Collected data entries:
○ ○ ○ ○ ○

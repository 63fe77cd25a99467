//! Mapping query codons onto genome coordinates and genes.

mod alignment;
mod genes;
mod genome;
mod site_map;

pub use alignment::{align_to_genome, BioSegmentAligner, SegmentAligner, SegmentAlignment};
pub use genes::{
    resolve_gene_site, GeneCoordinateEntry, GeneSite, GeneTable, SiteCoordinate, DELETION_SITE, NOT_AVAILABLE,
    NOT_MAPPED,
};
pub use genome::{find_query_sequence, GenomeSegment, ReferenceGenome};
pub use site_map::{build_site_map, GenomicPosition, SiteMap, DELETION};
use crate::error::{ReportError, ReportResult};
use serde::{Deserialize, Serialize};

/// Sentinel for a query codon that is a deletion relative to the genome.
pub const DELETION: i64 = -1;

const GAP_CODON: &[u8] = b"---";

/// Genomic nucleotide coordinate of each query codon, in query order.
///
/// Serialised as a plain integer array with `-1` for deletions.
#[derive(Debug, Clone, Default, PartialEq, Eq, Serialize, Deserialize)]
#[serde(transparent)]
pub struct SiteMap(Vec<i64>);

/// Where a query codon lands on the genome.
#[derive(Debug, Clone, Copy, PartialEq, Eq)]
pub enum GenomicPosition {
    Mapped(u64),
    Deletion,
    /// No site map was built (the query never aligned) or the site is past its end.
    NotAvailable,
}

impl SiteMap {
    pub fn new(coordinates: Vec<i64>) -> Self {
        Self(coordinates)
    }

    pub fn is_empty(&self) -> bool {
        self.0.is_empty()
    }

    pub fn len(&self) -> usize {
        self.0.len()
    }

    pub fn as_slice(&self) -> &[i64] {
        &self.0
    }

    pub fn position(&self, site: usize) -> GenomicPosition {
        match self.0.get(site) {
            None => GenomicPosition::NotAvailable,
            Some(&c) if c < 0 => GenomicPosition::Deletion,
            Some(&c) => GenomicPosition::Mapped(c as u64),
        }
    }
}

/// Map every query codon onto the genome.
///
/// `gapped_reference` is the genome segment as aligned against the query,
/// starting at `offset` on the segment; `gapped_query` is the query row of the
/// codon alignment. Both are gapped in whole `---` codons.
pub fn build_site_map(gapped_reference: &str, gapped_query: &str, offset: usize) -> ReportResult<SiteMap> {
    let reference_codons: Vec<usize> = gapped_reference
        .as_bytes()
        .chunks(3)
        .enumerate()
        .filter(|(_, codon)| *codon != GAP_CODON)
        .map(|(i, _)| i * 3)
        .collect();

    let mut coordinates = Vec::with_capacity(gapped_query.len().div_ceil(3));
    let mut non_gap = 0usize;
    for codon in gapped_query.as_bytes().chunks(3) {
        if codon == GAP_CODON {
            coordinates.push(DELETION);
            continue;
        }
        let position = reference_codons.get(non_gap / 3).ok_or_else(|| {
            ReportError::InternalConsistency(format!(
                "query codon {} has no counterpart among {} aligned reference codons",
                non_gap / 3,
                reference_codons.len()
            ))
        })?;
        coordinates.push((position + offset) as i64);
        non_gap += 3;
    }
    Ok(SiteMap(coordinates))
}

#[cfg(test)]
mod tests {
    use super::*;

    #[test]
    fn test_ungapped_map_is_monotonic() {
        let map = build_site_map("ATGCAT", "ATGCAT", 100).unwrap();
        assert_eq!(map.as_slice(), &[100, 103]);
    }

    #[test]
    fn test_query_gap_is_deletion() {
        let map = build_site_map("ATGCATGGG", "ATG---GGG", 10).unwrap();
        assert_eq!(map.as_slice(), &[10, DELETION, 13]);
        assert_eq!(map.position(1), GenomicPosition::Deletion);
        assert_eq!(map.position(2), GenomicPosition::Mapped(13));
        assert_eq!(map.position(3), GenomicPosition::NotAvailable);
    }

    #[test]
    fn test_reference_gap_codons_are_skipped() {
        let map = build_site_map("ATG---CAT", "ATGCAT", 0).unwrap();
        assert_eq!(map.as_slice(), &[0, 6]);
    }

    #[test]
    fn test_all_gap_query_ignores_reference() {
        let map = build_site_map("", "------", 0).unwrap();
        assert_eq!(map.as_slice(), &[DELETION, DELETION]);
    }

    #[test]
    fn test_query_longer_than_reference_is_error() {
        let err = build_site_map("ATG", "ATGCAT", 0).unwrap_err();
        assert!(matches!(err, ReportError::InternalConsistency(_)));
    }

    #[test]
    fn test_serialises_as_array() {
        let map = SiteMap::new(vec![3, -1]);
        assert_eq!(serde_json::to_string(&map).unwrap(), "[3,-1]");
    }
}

○ ○ ○ ○ ○

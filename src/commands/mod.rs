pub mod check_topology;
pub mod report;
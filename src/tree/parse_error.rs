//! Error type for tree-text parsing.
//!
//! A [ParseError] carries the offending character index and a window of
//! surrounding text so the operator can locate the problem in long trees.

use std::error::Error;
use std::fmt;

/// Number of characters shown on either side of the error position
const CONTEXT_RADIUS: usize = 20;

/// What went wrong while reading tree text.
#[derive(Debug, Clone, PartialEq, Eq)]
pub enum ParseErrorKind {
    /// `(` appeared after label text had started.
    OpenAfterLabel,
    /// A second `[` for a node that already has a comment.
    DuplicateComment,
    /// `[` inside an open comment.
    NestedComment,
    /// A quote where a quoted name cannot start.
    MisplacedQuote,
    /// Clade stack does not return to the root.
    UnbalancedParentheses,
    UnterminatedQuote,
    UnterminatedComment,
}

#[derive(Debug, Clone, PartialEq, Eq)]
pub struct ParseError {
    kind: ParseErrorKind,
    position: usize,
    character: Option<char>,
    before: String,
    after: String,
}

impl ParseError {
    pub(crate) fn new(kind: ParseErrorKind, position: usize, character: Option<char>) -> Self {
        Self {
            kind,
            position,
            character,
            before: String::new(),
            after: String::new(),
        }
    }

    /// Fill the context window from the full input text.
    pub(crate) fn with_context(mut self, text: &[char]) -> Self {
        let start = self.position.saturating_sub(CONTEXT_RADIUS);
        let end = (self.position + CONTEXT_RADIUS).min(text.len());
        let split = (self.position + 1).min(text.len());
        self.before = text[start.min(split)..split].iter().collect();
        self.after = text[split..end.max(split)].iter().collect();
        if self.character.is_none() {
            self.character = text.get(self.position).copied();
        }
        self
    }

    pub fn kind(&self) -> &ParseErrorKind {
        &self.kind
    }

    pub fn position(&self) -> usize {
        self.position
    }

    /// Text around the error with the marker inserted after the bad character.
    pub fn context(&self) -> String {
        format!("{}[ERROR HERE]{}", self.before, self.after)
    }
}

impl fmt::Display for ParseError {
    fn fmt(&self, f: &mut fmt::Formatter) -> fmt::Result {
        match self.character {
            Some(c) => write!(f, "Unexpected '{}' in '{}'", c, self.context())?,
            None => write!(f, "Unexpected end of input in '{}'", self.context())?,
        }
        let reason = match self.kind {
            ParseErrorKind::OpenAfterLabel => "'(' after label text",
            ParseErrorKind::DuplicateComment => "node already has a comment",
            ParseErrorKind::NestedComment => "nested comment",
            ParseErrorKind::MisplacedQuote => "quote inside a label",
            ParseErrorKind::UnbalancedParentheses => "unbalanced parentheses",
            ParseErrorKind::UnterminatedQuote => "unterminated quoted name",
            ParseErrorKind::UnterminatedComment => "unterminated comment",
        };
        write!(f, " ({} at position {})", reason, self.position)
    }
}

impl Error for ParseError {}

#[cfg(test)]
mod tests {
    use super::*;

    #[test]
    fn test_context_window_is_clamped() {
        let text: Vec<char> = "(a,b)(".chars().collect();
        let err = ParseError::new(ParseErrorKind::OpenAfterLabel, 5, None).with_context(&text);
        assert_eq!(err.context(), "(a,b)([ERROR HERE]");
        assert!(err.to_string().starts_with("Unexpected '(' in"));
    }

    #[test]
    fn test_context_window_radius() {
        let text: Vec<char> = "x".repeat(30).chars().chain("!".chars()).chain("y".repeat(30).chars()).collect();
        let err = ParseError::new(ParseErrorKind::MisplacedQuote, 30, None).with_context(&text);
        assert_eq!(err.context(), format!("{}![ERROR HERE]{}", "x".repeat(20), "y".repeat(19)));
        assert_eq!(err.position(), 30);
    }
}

○ ○ ○ ○ ○

Task prompt: Return only the number of lines above that include "impl".

Answer space: 4